**Exercise description**
Could you please find each line in the records that contains the word "TestBackend" and copy it?
....................
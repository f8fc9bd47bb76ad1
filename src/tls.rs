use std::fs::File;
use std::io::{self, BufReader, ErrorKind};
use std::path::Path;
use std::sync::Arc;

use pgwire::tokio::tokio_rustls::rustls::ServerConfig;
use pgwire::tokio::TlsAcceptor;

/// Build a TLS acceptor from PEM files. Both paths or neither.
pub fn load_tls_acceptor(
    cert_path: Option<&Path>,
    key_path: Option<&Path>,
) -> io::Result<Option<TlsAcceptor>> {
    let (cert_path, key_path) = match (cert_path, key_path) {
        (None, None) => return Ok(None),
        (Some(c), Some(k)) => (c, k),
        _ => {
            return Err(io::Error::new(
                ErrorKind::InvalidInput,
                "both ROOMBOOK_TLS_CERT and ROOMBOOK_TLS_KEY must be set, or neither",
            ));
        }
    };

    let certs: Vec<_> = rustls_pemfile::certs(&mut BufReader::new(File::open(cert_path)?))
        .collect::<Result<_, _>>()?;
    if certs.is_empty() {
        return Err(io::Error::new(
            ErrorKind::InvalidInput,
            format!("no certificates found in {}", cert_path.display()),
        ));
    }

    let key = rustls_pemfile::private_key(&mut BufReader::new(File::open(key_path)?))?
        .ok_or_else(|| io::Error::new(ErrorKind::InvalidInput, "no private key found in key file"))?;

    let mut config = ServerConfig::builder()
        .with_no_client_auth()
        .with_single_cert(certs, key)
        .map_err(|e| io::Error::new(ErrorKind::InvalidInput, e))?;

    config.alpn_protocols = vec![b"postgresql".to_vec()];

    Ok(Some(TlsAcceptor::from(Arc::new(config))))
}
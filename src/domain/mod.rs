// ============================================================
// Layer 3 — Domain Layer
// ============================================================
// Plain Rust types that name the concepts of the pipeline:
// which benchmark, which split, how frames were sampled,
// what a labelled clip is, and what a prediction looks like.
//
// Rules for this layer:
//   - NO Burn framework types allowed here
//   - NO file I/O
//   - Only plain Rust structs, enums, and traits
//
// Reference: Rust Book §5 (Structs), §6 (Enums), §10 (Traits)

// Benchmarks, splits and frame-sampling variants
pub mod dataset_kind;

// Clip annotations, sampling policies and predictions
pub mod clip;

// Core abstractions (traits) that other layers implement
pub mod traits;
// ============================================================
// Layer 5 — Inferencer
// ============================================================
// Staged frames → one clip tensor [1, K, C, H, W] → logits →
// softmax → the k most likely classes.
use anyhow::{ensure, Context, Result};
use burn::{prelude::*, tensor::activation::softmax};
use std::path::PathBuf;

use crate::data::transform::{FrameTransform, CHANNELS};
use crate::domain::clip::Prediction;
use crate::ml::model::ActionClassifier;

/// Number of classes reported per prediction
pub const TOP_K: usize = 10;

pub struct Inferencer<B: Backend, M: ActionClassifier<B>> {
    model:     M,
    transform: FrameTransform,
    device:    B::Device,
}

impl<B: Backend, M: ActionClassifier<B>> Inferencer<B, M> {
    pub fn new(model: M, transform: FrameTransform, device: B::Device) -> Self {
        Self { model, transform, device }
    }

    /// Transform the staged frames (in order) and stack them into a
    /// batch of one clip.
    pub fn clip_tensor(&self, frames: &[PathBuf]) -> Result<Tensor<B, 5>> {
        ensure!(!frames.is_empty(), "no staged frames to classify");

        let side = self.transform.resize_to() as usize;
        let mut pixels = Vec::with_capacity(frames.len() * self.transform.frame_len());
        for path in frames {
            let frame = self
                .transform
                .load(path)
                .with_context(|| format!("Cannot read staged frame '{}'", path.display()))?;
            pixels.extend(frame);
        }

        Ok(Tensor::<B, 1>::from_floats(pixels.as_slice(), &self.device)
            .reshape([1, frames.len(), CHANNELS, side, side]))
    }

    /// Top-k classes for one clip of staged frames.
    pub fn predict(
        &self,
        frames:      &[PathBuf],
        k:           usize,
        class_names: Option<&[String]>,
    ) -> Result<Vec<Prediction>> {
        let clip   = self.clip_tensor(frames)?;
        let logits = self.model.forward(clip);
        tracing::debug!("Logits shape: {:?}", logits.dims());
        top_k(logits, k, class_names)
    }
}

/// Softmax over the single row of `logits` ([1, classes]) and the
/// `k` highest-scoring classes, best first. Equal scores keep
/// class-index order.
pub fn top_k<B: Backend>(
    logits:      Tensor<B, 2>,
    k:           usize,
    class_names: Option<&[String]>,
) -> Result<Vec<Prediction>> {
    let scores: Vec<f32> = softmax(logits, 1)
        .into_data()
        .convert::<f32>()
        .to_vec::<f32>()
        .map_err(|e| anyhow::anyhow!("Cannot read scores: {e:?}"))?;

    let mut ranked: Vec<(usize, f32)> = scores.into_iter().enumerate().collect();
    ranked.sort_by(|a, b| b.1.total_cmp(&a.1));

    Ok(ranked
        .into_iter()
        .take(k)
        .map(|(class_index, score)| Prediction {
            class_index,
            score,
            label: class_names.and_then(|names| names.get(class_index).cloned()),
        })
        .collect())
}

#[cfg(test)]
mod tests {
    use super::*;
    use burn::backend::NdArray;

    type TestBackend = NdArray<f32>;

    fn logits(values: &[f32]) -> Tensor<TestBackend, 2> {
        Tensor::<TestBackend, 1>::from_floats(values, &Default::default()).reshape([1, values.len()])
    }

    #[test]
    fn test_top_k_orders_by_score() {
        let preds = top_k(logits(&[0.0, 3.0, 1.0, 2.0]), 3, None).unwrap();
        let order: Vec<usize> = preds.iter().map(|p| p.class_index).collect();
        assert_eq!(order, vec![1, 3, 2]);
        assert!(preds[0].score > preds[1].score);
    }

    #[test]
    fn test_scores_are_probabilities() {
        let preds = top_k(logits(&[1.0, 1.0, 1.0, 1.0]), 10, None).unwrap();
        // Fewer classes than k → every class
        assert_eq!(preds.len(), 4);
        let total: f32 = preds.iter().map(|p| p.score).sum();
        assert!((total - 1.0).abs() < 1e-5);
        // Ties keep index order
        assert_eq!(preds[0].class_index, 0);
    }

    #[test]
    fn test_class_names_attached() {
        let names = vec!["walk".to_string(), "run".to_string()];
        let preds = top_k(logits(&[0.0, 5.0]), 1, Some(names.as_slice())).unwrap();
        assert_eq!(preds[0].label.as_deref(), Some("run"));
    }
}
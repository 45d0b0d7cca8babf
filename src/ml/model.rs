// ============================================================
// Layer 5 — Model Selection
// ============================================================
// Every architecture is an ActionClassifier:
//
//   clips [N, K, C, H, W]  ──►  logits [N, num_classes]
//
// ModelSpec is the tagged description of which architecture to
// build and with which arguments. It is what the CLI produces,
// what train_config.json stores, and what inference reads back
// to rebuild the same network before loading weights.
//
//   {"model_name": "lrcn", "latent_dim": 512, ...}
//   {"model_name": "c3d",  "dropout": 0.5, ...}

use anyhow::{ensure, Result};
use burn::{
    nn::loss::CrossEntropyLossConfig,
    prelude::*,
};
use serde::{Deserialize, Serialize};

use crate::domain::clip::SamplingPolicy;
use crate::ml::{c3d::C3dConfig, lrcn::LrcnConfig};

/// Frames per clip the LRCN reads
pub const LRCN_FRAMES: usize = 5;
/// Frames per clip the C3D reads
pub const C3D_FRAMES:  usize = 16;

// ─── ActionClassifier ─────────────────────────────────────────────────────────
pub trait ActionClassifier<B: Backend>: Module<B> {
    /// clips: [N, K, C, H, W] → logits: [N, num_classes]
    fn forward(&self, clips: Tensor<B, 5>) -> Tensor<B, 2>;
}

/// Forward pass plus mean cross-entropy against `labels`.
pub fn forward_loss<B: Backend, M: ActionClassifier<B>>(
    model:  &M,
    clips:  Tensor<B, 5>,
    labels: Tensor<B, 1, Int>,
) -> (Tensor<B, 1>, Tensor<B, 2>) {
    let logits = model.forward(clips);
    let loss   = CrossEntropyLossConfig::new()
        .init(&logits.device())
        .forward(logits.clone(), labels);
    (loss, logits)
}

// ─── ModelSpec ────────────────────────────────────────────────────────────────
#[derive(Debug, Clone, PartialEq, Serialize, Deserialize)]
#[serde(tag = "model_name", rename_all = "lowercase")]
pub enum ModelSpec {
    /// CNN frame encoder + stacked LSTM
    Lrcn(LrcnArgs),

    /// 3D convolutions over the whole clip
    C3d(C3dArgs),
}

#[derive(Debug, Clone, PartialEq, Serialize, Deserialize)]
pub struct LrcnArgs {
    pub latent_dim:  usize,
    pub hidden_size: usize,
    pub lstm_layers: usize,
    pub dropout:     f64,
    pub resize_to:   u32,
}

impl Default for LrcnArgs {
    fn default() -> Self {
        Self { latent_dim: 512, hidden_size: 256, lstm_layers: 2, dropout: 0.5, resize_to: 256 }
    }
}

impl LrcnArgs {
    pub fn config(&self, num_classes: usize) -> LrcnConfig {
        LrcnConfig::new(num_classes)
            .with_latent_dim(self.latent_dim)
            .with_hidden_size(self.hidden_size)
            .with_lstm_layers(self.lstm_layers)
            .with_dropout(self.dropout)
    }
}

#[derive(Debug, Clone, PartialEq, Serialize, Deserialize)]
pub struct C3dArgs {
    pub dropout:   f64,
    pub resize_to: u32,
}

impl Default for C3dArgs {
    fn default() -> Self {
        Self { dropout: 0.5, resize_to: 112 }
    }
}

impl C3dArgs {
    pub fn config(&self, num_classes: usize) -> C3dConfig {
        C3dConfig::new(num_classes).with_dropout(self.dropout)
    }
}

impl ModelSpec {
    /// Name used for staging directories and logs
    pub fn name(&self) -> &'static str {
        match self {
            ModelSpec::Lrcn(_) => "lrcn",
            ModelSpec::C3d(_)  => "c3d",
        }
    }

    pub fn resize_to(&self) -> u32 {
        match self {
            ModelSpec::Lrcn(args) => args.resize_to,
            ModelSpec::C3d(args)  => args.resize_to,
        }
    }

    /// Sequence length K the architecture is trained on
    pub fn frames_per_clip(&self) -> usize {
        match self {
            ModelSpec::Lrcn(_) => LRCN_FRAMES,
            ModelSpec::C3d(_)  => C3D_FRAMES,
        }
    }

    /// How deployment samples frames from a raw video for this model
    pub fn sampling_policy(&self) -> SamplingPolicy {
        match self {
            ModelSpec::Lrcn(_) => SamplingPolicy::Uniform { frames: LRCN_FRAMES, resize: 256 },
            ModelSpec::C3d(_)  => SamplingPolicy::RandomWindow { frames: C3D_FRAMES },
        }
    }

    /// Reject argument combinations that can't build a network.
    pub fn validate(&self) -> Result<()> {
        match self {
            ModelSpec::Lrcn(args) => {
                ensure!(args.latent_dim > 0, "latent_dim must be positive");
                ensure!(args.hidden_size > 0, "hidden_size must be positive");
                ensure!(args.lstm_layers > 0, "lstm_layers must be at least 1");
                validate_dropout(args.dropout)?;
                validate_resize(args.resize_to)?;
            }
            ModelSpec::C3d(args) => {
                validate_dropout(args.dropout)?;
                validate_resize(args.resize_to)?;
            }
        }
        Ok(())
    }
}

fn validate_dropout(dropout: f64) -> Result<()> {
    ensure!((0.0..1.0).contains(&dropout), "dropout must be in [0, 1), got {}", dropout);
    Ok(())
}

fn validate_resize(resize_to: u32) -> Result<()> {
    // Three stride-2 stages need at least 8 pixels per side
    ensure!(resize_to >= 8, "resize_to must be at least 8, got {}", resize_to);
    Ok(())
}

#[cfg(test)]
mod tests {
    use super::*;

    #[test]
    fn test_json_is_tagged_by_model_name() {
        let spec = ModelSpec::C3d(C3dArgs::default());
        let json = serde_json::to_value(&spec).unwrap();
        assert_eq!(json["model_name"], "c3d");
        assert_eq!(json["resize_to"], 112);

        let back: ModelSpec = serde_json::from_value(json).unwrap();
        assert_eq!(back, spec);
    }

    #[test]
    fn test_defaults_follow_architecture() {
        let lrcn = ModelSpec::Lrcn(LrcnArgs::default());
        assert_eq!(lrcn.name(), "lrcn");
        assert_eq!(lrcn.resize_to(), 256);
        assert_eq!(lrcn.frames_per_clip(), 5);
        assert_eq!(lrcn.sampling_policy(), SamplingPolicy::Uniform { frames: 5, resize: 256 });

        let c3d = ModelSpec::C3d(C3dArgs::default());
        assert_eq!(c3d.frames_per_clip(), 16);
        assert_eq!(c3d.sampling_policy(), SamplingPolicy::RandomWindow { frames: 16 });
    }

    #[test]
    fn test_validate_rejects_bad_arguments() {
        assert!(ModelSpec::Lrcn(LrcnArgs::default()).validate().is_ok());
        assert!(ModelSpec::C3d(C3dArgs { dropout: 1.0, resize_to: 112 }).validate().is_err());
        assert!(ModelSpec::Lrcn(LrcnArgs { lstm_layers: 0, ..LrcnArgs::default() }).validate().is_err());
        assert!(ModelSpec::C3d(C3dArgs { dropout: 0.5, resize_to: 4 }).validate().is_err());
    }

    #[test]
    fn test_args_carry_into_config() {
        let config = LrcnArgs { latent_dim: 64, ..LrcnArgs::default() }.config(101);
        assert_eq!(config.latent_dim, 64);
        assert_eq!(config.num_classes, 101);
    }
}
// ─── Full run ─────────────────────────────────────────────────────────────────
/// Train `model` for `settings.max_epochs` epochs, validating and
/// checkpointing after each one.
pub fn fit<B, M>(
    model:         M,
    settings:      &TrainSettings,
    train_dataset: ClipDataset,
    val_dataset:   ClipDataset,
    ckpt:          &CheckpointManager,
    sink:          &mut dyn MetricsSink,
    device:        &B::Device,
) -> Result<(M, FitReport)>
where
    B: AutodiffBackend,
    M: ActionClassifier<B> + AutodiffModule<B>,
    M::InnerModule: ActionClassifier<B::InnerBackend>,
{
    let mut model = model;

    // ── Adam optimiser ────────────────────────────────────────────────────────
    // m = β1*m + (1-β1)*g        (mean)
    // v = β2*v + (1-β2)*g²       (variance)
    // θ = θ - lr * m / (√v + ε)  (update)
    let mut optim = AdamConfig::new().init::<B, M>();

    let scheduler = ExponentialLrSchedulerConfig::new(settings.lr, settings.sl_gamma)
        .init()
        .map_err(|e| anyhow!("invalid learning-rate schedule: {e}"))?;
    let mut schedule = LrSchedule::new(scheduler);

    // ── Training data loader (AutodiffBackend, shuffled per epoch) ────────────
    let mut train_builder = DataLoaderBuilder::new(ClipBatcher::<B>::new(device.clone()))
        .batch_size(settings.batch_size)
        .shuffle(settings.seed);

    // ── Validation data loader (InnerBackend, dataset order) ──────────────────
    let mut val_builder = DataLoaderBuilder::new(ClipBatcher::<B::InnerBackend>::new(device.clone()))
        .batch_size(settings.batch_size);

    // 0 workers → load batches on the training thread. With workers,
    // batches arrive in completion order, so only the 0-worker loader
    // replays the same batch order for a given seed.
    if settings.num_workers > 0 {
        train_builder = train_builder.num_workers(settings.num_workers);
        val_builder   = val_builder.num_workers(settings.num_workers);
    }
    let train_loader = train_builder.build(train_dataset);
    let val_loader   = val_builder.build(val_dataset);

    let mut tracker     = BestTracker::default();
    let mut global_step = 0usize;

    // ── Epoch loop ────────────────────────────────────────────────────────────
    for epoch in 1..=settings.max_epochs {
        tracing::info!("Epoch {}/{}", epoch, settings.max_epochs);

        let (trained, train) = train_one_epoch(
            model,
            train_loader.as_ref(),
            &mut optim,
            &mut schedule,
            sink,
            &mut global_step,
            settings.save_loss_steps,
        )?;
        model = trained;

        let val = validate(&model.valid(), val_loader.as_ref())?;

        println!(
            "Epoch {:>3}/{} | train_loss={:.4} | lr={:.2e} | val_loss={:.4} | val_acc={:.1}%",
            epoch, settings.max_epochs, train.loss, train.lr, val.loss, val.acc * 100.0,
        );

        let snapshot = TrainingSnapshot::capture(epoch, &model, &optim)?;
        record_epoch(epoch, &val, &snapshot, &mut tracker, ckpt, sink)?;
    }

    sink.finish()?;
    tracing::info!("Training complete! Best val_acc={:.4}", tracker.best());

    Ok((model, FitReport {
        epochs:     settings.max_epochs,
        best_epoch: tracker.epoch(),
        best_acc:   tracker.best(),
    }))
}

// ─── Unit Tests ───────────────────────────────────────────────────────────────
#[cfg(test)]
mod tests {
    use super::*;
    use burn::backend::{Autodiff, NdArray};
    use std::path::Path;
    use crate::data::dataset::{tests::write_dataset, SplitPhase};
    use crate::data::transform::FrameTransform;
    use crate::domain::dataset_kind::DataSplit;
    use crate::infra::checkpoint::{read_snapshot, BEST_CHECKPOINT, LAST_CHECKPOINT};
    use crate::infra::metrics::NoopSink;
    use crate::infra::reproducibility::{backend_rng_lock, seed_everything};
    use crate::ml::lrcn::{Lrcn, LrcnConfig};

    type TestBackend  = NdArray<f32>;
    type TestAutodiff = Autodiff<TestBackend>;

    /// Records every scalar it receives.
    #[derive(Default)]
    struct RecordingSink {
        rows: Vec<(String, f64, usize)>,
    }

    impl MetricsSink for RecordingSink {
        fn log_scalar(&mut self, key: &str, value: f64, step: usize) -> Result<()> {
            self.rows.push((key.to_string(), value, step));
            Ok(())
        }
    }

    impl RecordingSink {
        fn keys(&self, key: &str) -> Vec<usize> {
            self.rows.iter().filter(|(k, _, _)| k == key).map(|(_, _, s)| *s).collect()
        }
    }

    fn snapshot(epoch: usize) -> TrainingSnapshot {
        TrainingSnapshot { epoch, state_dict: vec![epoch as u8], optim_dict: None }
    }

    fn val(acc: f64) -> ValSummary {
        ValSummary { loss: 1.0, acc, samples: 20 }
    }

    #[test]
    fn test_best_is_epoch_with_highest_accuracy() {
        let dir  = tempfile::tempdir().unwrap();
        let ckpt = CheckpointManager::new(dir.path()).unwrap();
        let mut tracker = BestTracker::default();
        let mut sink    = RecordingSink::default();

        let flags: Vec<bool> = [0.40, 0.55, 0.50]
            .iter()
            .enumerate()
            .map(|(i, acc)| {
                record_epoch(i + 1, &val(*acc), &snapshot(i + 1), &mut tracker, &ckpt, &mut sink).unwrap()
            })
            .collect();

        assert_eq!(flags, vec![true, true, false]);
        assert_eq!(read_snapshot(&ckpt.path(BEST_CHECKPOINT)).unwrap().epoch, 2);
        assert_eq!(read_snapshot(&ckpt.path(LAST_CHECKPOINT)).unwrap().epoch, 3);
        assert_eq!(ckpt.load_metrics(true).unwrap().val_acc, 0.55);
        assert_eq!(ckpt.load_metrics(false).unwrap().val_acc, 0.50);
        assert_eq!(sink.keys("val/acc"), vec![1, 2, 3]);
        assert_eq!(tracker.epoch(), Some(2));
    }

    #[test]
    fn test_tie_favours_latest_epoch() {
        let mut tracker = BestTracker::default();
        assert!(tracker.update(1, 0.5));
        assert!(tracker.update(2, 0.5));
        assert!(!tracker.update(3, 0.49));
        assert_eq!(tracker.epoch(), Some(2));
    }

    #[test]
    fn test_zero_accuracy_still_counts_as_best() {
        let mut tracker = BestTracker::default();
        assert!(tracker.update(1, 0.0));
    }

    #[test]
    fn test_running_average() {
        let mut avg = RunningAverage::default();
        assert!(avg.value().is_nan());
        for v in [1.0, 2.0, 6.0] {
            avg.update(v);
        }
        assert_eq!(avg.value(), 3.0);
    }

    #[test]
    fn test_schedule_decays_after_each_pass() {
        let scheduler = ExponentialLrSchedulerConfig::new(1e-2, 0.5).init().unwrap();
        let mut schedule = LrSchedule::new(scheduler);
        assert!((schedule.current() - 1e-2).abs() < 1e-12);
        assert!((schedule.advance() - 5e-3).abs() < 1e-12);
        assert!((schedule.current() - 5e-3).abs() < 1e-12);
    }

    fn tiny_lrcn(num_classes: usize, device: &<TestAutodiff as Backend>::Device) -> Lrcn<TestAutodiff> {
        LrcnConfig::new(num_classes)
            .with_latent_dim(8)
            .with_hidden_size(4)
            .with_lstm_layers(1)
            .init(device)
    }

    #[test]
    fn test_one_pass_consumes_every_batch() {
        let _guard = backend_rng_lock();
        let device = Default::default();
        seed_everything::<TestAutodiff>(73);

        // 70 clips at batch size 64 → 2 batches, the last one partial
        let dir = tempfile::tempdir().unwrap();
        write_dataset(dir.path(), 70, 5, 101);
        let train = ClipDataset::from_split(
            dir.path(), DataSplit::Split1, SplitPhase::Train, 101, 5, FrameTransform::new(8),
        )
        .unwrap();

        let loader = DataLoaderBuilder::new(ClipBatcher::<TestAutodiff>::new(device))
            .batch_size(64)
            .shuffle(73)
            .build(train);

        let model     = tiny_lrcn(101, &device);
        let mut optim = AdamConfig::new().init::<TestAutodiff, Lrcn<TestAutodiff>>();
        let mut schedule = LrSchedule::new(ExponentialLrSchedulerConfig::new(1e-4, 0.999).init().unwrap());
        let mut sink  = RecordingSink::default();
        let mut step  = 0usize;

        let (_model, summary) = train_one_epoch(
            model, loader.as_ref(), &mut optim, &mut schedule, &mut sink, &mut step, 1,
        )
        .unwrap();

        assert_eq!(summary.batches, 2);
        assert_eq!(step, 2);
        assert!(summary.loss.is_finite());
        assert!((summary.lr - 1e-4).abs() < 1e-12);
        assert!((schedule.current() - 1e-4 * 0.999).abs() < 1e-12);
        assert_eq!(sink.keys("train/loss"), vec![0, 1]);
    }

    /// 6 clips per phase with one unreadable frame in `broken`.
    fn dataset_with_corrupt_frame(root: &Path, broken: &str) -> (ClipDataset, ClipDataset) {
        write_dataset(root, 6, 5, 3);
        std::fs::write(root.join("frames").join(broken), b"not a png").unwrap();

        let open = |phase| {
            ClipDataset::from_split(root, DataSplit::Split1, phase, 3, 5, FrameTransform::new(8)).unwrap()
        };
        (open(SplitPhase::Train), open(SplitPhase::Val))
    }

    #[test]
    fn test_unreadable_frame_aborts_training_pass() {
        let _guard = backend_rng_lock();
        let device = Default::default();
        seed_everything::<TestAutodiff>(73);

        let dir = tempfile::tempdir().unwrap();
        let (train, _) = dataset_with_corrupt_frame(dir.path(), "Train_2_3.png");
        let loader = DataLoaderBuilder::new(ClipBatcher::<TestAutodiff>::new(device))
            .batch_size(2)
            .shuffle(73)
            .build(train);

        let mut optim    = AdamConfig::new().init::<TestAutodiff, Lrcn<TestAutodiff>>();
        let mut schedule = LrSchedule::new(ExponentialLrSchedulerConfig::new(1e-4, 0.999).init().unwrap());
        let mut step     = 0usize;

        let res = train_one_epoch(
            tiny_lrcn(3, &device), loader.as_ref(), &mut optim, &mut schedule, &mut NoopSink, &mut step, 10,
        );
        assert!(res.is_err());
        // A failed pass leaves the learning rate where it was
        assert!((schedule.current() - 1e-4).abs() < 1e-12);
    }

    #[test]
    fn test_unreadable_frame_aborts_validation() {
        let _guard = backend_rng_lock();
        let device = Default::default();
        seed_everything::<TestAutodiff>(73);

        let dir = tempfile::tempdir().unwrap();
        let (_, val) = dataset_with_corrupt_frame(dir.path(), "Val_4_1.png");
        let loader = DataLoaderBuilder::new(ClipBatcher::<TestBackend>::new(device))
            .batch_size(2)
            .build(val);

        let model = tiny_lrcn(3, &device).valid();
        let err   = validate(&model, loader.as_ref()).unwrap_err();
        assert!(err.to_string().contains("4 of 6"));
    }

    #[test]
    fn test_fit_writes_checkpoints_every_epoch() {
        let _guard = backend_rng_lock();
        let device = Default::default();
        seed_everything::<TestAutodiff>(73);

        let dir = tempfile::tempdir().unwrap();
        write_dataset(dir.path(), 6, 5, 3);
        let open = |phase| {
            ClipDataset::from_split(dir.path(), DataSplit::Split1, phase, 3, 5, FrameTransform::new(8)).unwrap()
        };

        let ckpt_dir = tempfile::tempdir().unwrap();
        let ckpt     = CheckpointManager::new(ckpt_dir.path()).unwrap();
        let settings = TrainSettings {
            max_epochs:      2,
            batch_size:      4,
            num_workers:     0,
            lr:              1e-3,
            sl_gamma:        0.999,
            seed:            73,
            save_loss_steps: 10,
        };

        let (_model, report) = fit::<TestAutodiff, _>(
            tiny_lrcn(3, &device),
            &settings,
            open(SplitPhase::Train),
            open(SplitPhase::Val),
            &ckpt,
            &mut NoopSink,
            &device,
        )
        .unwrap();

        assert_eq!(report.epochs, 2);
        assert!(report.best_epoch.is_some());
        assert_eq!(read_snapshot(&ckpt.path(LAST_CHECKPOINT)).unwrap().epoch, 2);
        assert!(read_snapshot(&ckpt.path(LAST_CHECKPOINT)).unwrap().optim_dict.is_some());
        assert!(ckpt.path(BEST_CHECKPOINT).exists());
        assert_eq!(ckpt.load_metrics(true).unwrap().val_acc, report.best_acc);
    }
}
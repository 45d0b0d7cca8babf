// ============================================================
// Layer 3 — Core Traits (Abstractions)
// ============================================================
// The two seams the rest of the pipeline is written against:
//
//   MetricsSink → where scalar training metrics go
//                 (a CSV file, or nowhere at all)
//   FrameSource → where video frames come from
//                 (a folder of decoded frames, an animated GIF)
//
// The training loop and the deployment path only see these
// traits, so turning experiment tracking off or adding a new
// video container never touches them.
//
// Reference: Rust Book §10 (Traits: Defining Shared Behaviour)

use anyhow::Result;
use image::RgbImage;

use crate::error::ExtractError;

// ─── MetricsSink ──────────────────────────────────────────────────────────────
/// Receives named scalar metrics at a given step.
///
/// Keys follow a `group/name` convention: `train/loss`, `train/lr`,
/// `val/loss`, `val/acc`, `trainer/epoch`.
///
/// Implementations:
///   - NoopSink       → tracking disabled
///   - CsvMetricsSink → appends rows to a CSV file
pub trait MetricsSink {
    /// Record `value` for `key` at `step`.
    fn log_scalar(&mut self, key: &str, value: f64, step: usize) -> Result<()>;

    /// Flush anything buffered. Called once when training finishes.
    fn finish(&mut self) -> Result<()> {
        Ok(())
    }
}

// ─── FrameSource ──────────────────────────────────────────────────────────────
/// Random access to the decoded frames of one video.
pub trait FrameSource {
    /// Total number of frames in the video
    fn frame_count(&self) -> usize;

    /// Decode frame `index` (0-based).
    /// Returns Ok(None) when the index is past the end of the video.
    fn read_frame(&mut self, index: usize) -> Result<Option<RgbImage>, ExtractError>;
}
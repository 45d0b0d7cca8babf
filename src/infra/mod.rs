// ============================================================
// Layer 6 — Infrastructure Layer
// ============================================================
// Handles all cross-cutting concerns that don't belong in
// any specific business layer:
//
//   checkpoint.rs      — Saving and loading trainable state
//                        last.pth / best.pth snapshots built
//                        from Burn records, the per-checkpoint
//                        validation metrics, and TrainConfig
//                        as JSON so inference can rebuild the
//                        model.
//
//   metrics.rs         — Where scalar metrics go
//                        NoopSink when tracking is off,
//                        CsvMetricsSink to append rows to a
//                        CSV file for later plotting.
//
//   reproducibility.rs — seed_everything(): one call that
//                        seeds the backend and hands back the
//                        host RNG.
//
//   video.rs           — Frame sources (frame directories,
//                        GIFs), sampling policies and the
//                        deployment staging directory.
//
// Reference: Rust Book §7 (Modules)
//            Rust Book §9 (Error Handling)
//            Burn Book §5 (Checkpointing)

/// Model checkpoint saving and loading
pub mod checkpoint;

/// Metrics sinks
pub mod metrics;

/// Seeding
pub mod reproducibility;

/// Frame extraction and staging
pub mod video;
....................
**Answer section**
    type TestBackend = NdArray<f32>;
    fn logits(values: &[f32]) -> Tensor<TestBackend, 2> {
        Tensor::<TestBackend, 1>::from_floats(values, &Default::default()).reshape([1, values.len()])
    type TestBackend  = NdArray<f32>;
    type TestAutodiff = Autodiff<TestBackend>;
        let loader = DataLoaderBuilder::new(ClipBatcher::<TestBackend>::new(device))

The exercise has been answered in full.